Craft visited Bowling Green’s Mr. B’s Pizza and Wings as part of her Kitchen Table Tour. Though Craft touched on many topics, her main focus was drugs and education in the Commonwealth and Senate Bill 150. The bill works to halt gender-affirming care for transgender youth and requires schools to craft a bathroom policy regarding transgender students.
Craft began the event by discussing how, as governor, she would want to enforce harsher penalties for drug dealers involved in fentanyl overdoses, including a court of press and the death penalty.
“We have a crisis in our state that is affecting our workforce, it is affecting the education of our children,” Craft said. “Some of these kids go home and the parents are not there because they’re trafficking themselves or worse, trafficking their children. It’s affecting the fabric of our state.”

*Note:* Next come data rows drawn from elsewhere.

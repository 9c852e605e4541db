//! Schema → type model compiler.
//!
//! Reads a JSON Schema-like document and produces a fully resolved type
//! model (object definitions with ordered fields, enum tables, sorted
//! include directives, helper dependency flags) for a downstream emitter.
//!
//! Pipeline:
//! - meta validation ([`meta::MetaValidator`]) gates the raw document
//! - the document decodes into a typed [`schema::SchemaNode`] tree
//! - [`resolve::TypeResolver`] annotates every node with a descriptor
//! - [`collect::ObjectCollector`] extracts the emittable objects
pub mod cli;
pub mod collect;
pub mod config;
pub mod error;
pub mod ir;
pub mod literal;
pub mod meta;
pub mod path;
pub mod path_de;
pub mod resolve;
pub mod schema;

use serde_json::Value;

pub use config::{CompileOptions, IncludeMap, Settings, TypeMap};
pub use error::{CompileError, Result};
pub use ir::{FieldDefinition, ObjectDefinition, TypeModel};
pub use meta::{AcceptAll, JsonSchemaMetaValidator, MetaValidator};
pub use schema::SchemaNode;

// ------------------------------- Front API -------------------------------- //

pub struct Compiler {
    options: CompileOptions,
    validator: Box<dyn MetaValidator>,
}

impl Compiler {
    /// Compiler checking documents against the bundled meta-schema.
    pub fn new(options: CompileOptions) -> Self {
        Self::with_validator(options, Box::new(JsonSchemaMetaValidator::bundled()))
    }

    pub fn with_validator(options: CompileOptions, validator: Box<dyn MetaValidator>) -> Self {
        Self { options, validator }
    }

    pub fn options(&self) -> &CompileOptions {
        &self.options
    }

    pub fn compile(&self, document: &Value) -> Result<TypeModel> {
        compile(document, &self.options, self.validator.as_ref())
    }
}

/// Validate, decode, resolve and collect. The caller's document is only read.
///
/// Nesting is checked on the raw document first, ahead of the validator.
pub fn compile(
    document: &Value,
    options: &CompileOptions,
    validator: &dyn MetaValidator,
) -> Result<TypeModel> {
    resolve::check_nesting(document)?;
    validator
        .validate(document)
        .map_err(|detail| CompileError::SchemaFormat { detail })?;
    let root = SchemaNode::from_value(document)
        .map_err(|detail| CompileError::SchemaFormat { detail })?;
    compile_node(&root, options)
}

/// Resolve and collect an already-decoded schema tree.
pub fn compile_node(root: &SchemaNode, options: &CompileOptions) -> Result<TypeModel> {
    let resolution = resolve::TypeResolver::new(options).resolve(root)?;
    let objects = collect::ObjectCollector::new().collect(&resolution.root)?;

    let mut helper_sources = Vec::new();
    if resolution.has_enum {
        helper_sources.push(options.helpers.enum_helper.clone());
    }
    if resolution.has_variant {
        helper_sources.push(options.helpers.variant_helper.clone());
    }

    let model = TypeModel {
        objects,
        includes: resolution.includes.into_iter().collect(),
        enums: resolution.enums,
        has_enum: resolution.has_enum,
        has_variant: resolution.has_variant,
        helper_sources,
    };
    log::info!(
        "compiled {} object(s), {} include(s), {} enum(s)",
        model.objects.len(),
        model.includes.len(),
        model.enums.len()
    );
    Ok(model)
}

// ------------------------------- Tests ------------------------------------ //

#[cfg(test)]
mod tests {
    use super::*;
    use serde_json::json;

    fn report_schema() -> Value {
        json!({
            "type": "object",
            "target_type": "AddReportParams",
            "declared_fields": ["reportName", "reportingType", "interval", "metricParameters", "threshold"],
            "properties": {
                "reportName": { "type": "string" },
                "reportingType": {
                    "type": "string",
                    "target_type": "ReportingType",
                    "enum": ["OnChange", "OnRequest", "Periodic"],
                    "default": "OnRequest"
                },
                "interval": { "type": "integer", "default": 0 },
                "metricParameters": {
                    "type": "array",
                    "items": {
                        "type": "object",
                        "target_type": "MetricParams",
                        "declared_fields": ["id", "sensorPaths", "operationType"],
                        "properties": {
                            "sensorPaths": { "type": "array", "items": { "type": "string" }, "default": [] },
                            "id": { "type": "string", "default": "" },
                            "operationType": {
                                "type": "string",
                                "target_type": "OperationType",
                                "enum": ["single", "max", "min"]
                            }
                        }
                    }
                },
                "threshold": { "type": ["number", "string"] }
            }
        })
    }

    #[test]
    fn end_to_end_model() {
        let model = Compiler::new(CompileOptions::default()).compile(&report_schema()).unwrap();

        let names: Vec<&str> = model.objects.iter().map(|o| o.name.as_str()).collect();
        assert_eq!(names, ["MetricParams", "AddReportParams"]);

        let metric = model.object("MetricParams").unwrap();
        assert_eq!(metric.field_names(), ["id", "sensorPaths", "operationType"]);
        assert_eq!(metric.field("sensorPaths").unwrap().ty, "std::vector<std::string>");
        assert_eq!(metric.field("sensorPaths").unwrap().default.as_deref(), Some("json::array({})"));
        assert_eq!(metric.field("id").unwrap().default.as_deref(), Some("\"\""));

        let report = model.object("AddReportParams").unwrap();
        assert_eq!(report.field("metricParameters").unwrap().ty, "std::vector<MetricParams>");
        assert_eq!(report.field("threshold").unwrap().ty, "std::variant<double, std::string>");
        assert_eq!(report.field("reportingType").unwrap().default.as_deref(), Some("\"OnRequest\""));

        assert_eq!(model.enums.keys().collect::<Vec<_>>(), ["ReportingType", "OperationType"]);
        assert!(model.has_enum);
        assert!(model.has_variant);
        assert_eq!(model.helper_sources, ["enum_conversion.hpp", "json_utils.hpp"]);
        assert_eq!(
            model.includes,
            ["\"enum_conversion.hpp\"", "\"json_utils.hpp\"", "<string>", "<variant>", "<vector>"]
        );
    }

    #[test]
    fn two_compiles_are_identical() {
        let compiler = Compiler::new(CompileOptions::default());
        let a = compiler.compile(&report_schema()).unwrap();
        let b = compiler.compile(&report_schema()).unwrap();
        assert_eq!(a, b);
        assert_eq!(
            serde_json::to_string(&a).unwrap(),
            serde_json::to_string(&b).unwrap()
        );
    }

    #[test]
    fn caller_document_is_not_mutated() {
        let doc = report_schema();
        let before = doc.clone();
        let _ = Compiler::new(CompileOptions::default()).compile(&doc).unwrap();
        assert_eq!(doc, before);
    }

    #[test]
    fn meta_validation_failure_aborts_first() {
        // would also fail resolution (no mapping for "object"), but the gate runs first
        let doc = json!({ "type": "object", "properties": { "xs": { "type": "array" } } });
        let err = Compiler::new(CompileOptions::default()).compile(&doc).unwrap_err();
        assert!(matches!(err, CompileError::SchemaFormat { .. }), "{err}");
    }

    #[test]
    fn over_nested_documents_stop_before_validation() {
        let mut doc = json!({ "type": "integer" });
        for _ in 0..=resolve::MAX_DEPTH {
            doc = json!({ "type": "array", "items": doc });
        }
        let err = Compiler::new(CompileOptions::default()).compile(&doc).unwrap_err();
        assert!(matches!(err, CompileError::NestingTooDeep { .. }), "{err}");
    }

    #[test]
    fn decode_errors_are_schema_format_errors() {
        let err = compile(&json!({ "type": 7 }), &CompileOptions::default(), &AcceptAll).unwrap_err();
        assert!(matches!(err, CompileError::SchemaFormat { .. }));
    }

    #[test]
    fn plain_object_needs_a_mapping() {
        let doc = json!({
            "type": "object",
            "declared_fields": ["n"],
            "properties": { "n": { "type": "integer" } }
        });
        let err = compile(&doc, &CompileOptions::default(), &AcceptAll).unwrap_err();
        assert!(matches!(err, CompileError::UnknownPrimitiveType { .. }));

        let options = CompileOptions {
            type_map: TypeMap::with_overrides([("object", "nlohmann::json")]),
            ..CompileOptions::default()
        };
        let model = compile(&doc, &options, &AcceptAll).unwrap();
        assert_eq!(model.objects[0].name, "nlohmann::json");
        assert_eq!(model.objects[0].field_names(), ["n"]);
    }

    #[test]
    fn no_helpers_without_enums_or_variants() {
        let doc = json!({
            "type": "object",
            "target_type": "Flat",
            "declared_fields": ["n"],
            "properties": { "n": { "type": "number" } }
        });
        let model = compile(&doc, &CompileOptions::default(), &AcceptAll).unwrap();
        assert!(!model.has_enum);
        assert!(!model.has_variant);
        assert!(model.helper_sources.is_empty());
        assert!(model.includes.is_empty());
    }
}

Though her biggest topic of the night was the changes she’d make as governor to education in the commonwealth, Craft vowed that her first act as governor would be dismantling and rebuilding the Kentucky Board of Education.
“I’m worried about teachers, my mom was a teacher. I’m worried about students, I have 12 grandkids, and I’m worried about parents,” Craft said. “Every child is going to receive a quality education, not an education on critical race theory, but an education that will help them to fulfill their potential.”
Craft also had with her State Senator Max Wise, sponsor of Senate Bill 150, and Riley Gaines, a former University of Kentucky swimmer, who has been outspoken about her discontent with transgender involvement in women’s sports.
Craft voiced her support for Wise, Gaines, and the bill saying Kentucky education has become a victim of “woke ideologies.”
“We need to take a deep dive, see where we can carve and where these woke ideologies are starting,” Craft said. “We’ve got to protect our young adults, we have to make certain that there’s a level playing field for girls, that it’s safe. I don’t mind there being a separate category for transgender sports, that’s perfectly fine.”
Popular contention with the bill was the negative effects it could have on the mental health of trans youth, though Craft and Gaines both argued that it was unfair to prioritize one group’s mental health over another.
“Because what about my mental health, my feelings, my self perception, my privacy, my safety, my dignity, my fair opportunities?” Gaines said. “There’s so much that goes into it and I think we often forget to consider the other side.”
Craft is one of several candidates up for Governor this season, with election day being May 16.